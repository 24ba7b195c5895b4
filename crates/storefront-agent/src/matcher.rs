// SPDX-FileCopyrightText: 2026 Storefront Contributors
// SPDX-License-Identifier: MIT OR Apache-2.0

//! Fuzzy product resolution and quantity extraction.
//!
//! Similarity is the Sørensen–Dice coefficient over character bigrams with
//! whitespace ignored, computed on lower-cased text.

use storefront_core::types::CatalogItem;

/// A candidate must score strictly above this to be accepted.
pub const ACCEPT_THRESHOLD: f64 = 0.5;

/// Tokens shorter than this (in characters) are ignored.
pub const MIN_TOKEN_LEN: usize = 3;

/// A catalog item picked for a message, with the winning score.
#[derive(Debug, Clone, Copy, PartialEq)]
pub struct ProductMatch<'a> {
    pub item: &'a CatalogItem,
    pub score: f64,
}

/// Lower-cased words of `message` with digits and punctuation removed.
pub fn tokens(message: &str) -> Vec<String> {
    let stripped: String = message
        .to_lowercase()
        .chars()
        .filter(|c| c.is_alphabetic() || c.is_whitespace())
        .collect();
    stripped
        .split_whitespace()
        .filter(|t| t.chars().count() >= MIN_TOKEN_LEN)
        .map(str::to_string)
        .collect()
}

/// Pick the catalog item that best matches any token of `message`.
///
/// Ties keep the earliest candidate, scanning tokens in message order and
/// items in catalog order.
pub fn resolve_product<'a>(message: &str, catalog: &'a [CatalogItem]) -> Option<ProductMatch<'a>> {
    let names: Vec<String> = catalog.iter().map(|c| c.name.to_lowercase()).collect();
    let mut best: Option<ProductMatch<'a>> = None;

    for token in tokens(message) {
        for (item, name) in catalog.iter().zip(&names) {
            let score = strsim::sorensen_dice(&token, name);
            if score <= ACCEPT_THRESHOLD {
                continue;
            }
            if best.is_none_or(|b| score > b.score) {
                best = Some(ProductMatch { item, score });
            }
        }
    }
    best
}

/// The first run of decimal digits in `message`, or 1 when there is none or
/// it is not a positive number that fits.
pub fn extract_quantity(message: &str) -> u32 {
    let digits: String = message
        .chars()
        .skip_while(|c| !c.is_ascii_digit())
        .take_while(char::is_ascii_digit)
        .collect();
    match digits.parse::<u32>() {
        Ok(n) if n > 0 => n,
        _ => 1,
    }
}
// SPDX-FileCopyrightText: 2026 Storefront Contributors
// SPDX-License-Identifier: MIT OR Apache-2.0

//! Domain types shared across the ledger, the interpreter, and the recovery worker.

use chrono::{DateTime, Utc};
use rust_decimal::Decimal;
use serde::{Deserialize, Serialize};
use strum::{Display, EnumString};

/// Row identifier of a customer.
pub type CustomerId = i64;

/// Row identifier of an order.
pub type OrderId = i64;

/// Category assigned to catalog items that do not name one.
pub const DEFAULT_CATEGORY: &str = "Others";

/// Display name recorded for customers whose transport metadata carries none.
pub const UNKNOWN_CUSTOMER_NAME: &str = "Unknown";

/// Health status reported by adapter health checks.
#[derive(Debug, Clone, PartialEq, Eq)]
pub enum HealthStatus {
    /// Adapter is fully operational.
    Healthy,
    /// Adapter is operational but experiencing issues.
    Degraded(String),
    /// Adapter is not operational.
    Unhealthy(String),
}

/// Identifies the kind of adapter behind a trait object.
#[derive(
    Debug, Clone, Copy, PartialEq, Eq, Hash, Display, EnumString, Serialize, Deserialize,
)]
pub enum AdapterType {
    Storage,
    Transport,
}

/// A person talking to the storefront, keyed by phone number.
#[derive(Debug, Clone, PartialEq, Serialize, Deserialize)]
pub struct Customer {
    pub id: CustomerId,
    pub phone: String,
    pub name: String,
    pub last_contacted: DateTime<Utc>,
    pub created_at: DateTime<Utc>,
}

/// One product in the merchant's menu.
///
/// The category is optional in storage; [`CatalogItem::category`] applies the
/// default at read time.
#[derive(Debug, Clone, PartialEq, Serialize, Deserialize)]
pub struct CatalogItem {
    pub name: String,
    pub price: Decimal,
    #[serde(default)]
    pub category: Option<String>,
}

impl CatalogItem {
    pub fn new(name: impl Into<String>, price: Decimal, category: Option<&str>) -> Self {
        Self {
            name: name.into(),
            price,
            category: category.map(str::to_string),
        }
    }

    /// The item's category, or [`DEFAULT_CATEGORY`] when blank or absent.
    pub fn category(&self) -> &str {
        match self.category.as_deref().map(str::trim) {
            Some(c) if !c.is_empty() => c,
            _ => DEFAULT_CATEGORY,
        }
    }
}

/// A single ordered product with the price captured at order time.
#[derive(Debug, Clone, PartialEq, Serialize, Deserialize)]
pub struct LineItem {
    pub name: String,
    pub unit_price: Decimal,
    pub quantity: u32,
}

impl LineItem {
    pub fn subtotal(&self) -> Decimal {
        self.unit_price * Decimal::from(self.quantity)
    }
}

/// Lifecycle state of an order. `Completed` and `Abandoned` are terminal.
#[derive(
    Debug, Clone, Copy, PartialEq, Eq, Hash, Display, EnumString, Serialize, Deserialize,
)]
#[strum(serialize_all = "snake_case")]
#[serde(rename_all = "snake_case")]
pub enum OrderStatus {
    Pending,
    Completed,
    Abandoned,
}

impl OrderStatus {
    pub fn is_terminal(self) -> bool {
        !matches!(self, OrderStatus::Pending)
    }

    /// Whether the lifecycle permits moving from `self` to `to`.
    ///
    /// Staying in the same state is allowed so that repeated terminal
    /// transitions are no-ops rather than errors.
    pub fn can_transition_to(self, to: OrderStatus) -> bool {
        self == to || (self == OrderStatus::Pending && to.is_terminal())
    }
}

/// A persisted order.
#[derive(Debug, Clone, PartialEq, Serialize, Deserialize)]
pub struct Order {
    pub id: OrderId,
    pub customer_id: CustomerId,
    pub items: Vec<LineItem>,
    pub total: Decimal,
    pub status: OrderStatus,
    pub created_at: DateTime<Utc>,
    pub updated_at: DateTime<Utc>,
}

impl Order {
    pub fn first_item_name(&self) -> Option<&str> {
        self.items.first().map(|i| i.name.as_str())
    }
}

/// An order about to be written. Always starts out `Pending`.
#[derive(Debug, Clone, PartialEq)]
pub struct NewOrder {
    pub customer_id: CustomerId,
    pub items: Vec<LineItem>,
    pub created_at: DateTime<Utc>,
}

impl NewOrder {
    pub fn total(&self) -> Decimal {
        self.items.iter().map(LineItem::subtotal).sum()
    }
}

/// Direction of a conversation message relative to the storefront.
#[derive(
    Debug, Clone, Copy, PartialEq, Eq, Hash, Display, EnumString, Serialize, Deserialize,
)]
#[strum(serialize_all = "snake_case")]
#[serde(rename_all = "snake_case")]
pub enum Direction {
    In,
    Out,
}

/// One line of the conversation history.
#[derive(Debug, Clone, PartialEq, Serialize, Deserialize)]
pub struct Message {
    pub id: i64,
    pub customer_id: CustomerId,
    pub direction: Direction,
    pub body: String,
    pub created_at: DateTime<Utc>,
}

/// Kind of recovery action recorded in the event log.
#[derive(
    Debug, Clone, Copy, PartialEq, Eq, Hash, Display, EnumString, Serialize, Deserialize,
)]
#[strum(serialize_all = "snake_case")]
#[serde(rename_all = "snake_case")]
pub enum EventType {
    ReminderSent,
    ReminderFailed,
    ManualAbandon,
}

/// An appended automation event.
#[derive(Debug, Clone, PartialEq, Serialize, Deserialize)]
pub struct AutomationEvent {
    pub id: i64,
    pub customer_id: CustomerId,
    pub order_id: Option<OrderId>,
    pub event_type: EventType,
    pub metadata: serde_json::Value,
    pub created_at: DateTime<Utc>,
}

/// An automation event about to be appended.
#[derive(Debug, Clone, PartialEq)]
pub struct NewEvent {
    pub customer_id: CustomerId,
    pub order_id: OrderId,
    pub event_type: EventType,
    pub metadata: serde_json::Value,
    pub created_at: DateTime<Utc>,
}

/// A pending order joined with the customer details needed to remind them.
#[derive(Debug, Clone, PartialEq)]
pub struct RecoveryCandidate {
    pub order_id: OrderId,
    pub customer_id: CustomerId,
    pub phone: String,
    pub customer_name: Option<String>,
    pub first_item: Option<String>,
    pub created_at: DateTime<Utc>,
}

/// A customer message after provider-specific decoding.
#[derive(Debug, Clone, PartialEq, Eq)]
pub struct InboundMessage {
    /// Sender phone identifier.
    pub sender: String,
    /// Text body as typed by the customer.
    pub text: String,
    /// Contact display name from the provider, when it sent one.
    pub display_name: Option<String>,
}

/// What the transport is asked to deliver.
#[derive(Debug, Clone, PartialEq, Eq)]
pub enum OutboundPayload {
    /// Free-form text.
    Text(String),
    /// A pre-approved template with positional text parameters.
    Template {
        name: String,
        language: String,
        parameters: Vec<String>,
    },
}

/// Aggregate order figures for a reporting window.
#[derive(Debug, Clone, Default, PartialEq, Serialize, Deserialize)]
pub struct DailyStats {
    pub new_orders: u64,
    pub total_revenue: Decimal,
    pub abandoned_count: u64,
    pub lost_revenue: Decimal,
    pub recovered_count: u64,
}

****************

• _Problem description_: Only the lines from the start of the material through the line bearing "on lower-cased text." are needed, restated exactly, with both end lines included.

• _Solution to the exercise_:
repository 24ba7b195c5895b4
filename crates/storefront-agent/src/matcher.rs
// SPDX-FileCopyrightText: 2026 Storefront Contributors
// SPDX-License-Identifier: MIT OR Apache-2.0

//! Fuzzy product resolution and quantity extraction.
//!
//! Similarity is the Sørensen–Dice coefficient over character bigrams with
//! whitespace ignored, computed on lower-cased text.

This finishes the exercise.